Even assuming that Sykes could demonstrate that his release would pose no danger to the community, he would remain ineligible for the requested relief because he has not demonstrated extraordinary circumstances under § 3145(c). “[S]ome courts have determined that the heightened threat posed by COVID-19 to an inmate with a documented risk factor in a detention facility with confirmed cases of COVID-19 can present a ‘unique combination of circumstances’ that meets the ‘exceptional circumstances’ requirement” of § 3145(c). United States v. Clayton, No. 1:19-cr-251-21, 2020 WL 1940877, at *2 (N.D. Ohio Apr. 22, 2020). In his bail motions, Sykes claims to suffer from diabetes and chronic depression, including self-harm and suicidal ideation. Sykes also alleges that the jail is not taking appropriate measures to prevent the virus from spreading, and that he is being retaliated against by jail officials by being denied access to the law library and an ink pen. But Sykes produces no evidence that he is at a higher risk of contracting COVID-19 than other inmates. He therefore fails to establish extraordinary circumstances warranting his release in light of the COVID-19 pandemic. See id.

In sum, Sykes's April 13 motion must be denied because he fails to satisfy the requirements of the relevant bail statutes.

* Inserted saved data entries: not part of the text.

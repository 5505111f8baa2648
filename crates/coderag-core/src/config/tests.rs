use std::io::Write;
use std::path::{Path, PathBuf};

use serial_test::serial;

use super::*;

const ENV_KEYS: [&str; 6] = [
    "CODERAG_LLM_BASE_URL",
    "CODERAG_LLM_MODEL",
    "CODERAG_LLM_EMBEDDING_MODEL",
    "CODERAG_CODE_DIR",
    "CODERAG_STORE_DIR",
    "CODERAG_TOP_K",
];

fn clear_env() {
    for key in ENV_KEYS {
        unsafe { std::env::remove_var(key) };
    }
}

#[test]
fn defaults_when_file_missing() {
    let config = Config::default();
    assert_eq!(config.llm.base_url, "http://localhost:11434");
    assert_eq!(config.llm.model, "qwen2.5-coder:1.5b");
    assert_eq!(config.llm.embedding_model, "all-minilm");
    assert_eq!(config.index.code_dir, PathBuf::from("data/codebase"));
    assert_eq!(config.index.store_dir, PathBuf::from("vector_store"));
    assert_eq!(config.index.chunks_file, "id_mapping.json");
    assert_eq!(config.index.window_lines, 20);
    assert!(config.index.extensions.iter().any(|e| e == "hpp"));
    assert_eq!(config.retrieval.top_k, 5);
    assert!(config.validate().is_ok());
}

#[test]
#[serial]
fn load_missing_file_uses_defaults() {
    clear_env();
    let config = Config::load(Path::new("/nonexistent/coderag.toml")).unwrap();
    assert_eq!(config.retrieval.top_k, 5);
}

#[test]
#[serial]
fn parse_valid_toml() {
    let dir = tempfile::tempdir().unwrap();
    let path = dir.path().join("test.toml");
    let mut f = std::fs::File::create(&path).unwrap();
    write!(
        f,
        r#"
[llm]
base_url = "http://gpu:1234"
model = "llama3:8b"

[index]
code_dir = "./src"
window_lines = 40
extensions = ["rs", "toml"]

[retrieval]
top_k = 8
"#
    )
    .unwrap();

    clear_env();

    let config = Config::load(&path).unwrap();
    assert_eq!(config.llm.base_url, "http://gpu:1234");
    assert_eq!(config.llm.model, "llama3:8b");
    assert_eq!(config.llm.embedding_model, "all-minilm");
    assert_eq!(config.index.code_dir, PathBuf::from("./src"));
    assert_eq!(config.index.window_lines, 40);
    assert_eq!(config.index.index_file, "index.flat");
    assert_eq!(config.retrieval.top_k, 8);

    let pipeline = config.pipeline_config();
    assert_eq!(pipeline.chunker.window_lines, 40);
    assert!(pipeline.extensions.is_indexable(Path::new("main.rs")));
    assert!(!pipeline.extensions.is_indexable(Path::new("main.c")));
}

#[test]
#[serial]
fn invalid_toml_is_an_error() {
    let dir = tempfile::tempdir().unwrap();
    let path = dir.path().join("bad.toml");
    std::fs::write(&path, "[retrieval]\ntop_k = \"many\"\n").unwrap();
    clear_env();
    assert!(Config::load(&path).is_err());
}

#[test]
#[serial]
fn env_overrides() {
    clear_env();
    unsafe {
        std::env::set_var("CODERAG_LLM_MODEL", "codellama:7b");
        std::env::set_var("CODERAG_STORE_DIR", "/tmp/coderag-store");
        std::env::set_var("CODERAG_TOP_K", "3");
    }

    let config = Config::load(Path::new("/nonexistent/coderag.toml")).unwrap();
    clear_env();

    assert_eq!(config.llm.model, "codellama:7b");
    assert_eq!(config.index.store_dir, PathBuf::from("/tmp/coderag-store"));
    assert_eq!(config.retrieval.top_k, 3);
    assert_eq!(
        config.corpus_store().chunks_path(),
        Path::new("/tmp/coderag-store/id_mapping.json")
    );
}

#[test]
#[serial]
fn invalid_numeric_env_is_ignored() {
    clear_env();
    unsafe { std::env::set_var("CODERAG_TOP_K", "lots") };
    let config = Config::load(Path::new("/nonexistent/coderag.toml")).unwrap();
    clear_env();
    assert_eq!(config.retrieval.top_k, 5);
}

#[test]
fn validate_rejects_zero_top_k_and_window() {
    let mut config = Config::default();
    config.retrieval.top_k = 0;
    assert!(config.validate().is_err());

    let mut config = Config::default();
    config.index.window_lines = 0;
    assert!(config.validate().is_err());

    let mut config = Config::default();
    config.llm.embedding_model = "  ".into();
    assert!(config.validate().is_err());
}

For the same reasons, the district court did not commit reversible error in denying his March 30 motion. See United States v. Stone, 608 F.3d 939, 945 (6th Cir. 2010).

The motion to expedite and treat the motions as briefs is GRANTED, the April 13 bail motion is DENIED, and the district court's order denying the March 30 bail motion is AFFIRMED. Any other pending motion is DENIED as moot.


FOOTNOTE.   Sykes indicates that his bail motions are governed by 18 U.S.C. § 3142. That statute, however, pertains to motions for release before trial, and not to those for release before sentencing.